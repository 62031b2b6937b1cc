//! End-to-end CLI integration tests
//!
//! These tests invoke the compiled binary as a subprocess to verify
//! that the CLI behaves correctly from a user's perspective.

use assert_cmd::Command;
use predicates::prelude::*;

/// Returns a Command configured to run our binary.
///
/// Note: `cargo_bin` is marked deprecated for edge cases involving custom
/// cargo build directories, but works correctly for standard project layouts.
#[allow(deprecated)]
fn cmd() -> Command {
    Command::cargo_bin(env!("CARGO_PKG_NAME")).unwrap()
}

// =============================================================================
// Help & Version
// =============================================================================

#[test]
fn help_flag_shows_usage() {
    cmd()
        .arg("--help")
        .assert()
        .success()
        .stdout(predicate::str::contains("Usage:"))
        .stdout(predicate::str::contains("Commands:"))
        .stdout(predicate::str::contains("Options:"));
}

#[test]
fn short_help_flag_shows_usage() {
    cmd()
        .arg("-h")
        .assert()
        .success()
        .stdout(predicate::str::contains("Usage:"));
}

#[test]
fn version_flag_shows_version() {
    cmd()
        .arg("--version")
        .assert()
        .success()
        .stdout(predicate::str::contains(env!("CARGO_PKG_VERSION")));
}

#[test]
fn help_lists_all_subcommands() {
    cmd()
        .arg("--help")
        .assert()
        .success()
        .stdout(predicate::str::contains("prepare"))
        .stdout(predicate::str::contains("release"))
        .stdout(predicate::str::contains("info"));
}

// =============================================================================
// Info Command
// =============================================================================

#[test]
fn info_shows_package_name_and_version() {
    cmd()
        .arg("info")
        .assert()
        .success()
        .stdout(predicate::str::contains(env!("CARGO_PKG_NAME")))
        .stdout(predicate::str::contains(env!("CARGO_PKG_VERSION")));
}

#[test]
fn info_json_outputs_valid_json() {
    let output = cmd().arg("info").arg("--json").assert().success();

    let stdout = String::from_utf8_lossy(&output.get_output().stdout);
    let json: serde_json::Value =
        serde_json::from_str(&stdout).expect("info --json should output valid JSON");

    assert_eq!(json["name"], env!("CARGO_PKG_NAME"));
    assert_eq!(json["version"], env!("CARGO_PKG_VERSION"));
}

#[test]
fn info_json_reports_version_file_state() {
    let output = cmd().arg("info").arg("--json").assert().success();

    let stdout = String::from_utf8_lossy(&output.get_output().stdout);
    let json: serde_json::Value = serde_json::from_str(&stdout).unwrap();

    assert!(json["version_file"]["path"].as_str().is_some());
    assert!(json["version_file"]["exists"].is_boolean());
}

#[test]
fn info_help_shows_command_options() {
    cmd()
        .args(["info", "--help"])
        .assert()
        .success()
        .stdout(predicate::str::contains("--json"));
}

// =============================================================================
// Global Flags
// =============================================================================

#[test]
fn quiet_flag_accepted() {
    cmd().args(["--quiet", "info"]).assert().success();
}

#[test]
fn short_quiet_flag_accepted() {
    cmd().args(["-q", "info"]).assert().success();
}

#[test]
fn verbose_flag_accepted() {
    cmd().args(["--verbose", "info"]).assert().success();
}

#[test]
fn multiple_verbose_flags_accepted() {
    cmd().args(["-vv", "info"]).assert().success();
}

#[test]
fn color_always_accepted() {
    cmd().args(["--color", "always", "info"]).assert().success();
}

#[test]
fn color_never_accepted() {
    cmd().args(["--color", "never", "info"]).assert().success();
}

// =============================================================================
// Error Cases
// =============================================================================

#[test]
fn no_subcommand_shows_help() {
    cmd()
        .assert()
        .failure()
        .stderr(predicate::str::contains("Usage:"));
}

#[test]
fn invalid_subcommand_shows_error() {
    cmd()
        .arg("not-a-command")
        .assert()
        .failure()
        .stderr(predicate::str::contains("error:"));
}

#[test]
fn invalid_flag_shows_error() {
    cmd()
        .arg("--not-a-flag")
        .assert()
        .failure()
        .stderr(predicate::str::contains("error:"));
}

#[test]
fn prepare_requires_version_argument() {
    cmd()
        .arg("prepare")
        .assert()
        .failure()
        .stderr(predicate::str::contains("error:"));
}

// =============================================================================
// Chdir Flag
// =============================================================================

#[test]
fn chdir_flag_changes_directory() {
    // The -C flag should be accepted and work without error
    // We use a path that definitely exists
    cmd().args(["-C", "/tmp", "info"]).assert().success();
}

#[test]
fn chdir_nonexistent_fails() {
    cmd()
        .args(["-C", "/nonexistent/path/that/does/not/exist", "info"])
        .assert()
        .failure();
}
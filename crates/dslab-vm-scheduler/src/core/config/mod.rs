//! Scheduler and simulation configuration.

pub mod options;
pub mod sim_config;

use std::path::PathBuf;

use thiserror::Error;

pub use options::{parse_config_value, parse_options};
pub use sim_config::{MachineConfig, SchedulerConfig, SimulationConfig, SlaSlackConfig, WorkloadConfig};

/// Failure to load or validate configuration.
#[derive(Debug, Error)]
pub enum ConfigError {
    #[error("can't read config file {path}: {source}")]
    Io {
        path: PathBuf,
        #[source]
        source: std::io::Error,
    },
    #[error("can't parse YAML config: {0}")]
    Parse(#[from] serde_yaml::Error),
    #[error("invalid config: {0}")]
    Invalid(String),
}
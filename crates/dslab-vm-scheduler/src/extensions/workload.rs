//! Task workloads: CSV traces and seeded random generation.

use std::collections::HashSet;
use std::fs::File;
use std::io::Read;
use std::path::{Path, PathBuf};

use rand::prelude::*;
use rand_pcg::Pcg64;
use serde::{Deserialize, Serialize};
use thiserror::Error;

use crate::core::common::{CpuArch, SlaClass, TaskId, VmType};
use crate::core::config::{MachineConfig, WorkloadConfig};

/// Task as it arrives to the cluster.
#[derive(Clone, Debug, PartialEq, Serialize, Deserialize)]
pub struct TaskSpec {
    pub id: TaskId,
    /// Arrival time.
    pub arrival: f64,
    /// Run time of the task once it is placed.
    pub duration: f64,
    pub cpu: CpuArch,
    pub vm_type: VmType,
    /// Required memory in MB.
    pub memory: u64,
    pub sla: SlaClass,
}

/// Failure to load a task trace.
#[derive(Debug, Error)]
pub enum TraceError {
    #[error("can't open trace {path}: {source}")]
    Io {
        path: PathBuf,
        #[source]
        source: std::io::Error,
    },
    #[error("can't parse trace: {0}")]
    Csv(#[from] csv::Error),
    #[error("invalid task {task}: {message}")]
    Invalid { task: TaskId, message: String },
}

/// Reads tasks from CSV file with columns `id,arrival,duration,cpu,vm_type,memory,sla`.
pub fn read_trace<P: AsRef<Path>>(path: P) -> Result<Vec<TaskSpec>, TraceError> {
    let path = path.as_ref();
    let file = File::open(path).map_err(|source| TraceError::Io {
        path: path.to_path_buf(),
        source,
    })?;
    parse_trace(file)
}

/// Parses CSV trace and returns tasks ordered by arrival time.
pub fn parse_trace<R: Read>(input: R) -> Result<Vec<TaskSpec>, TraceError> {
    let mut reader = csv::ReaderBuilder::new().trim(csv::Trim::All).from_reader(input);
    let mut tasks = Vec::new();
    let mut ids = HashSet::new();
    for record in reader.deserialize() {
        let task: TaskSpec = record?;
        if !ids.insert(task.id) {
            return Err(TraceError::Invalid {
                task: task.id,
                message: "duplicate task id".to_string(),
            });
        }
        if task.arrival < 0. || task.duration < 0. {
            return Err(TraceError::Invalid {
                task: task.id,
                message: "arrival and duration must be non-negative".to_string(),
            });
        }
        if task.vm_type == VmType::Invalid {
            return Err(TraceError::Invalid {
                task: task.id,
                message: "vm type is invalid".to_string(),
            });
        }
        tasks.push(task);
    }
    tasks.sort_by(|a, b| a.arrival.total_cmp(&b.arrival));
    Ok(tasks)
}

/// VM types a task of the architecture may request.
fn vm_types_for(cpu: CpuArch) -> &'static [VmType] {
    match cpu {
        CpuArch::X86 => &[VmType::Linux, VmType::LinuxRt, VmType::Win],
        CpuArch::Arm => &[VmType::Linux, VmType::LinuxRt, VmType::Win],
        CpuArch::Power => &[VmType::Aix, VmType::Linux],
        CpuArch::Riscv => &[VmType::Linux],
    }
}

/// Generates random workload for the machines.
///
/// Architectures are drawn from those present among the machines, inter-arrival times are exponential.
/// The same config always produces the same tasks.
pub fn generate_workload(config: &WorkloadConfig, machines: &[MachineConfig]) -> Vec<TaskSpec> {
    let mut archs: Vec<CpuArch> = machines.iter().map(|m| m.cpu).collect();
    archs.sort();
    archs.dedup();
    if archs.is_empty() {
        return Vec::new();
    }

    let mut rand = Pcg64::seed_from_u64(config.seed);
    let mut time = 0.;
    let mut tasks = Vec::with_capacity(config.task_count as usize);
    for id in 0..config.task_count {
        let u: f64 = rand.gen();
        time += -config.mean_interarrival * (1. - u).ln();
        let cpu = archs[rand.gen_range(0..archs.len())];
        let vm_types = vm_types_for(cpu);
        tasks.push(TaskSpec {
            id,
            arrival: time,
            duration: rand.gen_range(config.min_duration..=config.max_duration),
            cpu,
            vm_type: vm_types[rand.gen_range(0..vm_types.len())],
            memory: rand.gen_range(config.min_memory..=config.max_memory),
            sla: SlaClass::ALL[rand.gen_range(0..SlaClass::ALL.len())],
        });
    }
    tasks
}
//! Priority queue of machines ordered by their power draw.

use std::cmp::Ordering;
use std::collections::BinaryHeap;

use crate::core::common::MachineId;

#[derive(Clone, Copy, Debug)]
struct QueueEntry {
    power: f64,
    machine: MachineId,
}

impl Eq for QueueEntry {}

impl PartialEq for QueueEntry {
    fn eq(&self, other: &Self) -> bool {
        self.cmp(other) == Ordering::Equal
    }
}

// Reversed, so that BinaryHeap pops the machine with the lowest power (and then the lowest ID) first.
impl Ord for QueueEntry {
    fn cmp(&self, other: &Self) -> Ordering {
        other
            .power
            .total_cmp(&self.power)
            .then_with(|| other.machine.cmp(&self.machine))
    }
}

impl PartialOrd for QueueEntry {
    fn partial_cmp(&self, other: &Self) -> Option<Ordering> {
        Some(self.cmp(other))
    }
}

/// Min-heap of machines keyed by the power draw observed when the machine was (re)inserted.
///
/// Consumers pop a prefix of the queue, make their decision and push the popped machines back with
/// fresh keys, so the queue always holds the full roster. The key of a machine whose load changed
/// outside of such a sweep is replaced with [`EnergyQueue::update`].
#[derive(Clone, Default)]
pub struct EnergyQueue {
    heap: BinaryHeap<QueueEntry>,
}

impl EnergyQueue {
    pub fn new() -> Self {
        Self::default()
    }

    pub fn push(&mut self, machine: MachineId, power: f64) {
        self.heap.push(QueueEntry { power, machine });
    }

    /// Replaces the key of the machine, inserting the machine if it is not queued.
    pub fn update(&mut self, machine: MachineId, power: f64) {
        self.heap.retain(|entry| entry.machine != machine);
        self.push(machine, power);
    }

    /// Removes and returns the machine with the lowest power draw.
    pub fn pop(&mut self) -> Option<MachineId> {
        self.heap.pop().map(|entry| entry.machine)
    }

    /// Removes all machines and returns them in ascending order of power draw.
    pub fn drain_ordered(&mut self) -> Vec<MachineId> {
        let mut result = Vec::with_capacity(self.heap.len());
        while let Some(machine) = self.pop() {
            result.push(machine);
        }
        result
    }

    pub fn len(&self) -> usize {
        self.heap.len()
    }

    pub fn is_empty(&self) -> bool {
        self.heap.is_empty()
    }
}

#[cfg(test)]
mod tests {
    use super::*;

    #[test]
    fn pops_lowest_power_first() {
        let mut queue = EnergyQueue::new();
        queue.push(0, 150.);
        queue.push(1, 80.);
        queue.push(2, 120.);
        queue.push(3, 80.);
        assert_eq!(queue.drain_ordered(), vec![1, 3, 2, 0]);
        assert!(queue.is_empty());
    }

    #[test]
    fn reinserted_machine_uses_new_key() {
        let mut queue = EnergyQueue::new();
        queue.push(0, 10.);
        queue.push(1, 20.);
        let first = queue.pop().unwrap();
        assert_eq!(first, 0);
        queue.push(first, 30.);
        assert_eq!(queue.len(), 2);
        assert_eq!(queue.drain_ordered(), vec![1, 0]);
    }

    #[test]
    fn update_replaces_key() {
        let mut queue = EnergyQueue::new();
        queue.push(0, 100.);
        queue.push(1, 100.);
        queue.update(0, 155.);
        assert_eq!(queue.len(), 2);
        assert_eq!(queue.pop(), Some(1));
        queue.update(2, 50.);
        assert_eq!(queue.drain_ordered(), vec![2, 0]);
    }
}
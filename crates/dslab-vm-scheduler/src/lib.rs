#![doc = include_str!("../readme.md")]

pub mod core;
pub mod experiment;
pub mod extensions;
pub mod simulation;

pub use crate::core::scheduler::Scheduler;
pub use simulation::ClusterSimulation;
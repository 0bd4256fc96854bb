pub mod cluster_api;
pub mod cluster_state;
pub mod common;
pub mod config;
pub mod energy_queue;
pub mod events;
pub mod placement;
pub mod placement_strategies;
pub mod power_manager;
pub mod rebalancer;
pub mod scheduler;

────────

Activity: The expected output is every line from the material above where "exists" can be found.

Answer for the task:
    assert!(json["version_file"]["exists"].is_boolean());
    // We use a path that definitely exists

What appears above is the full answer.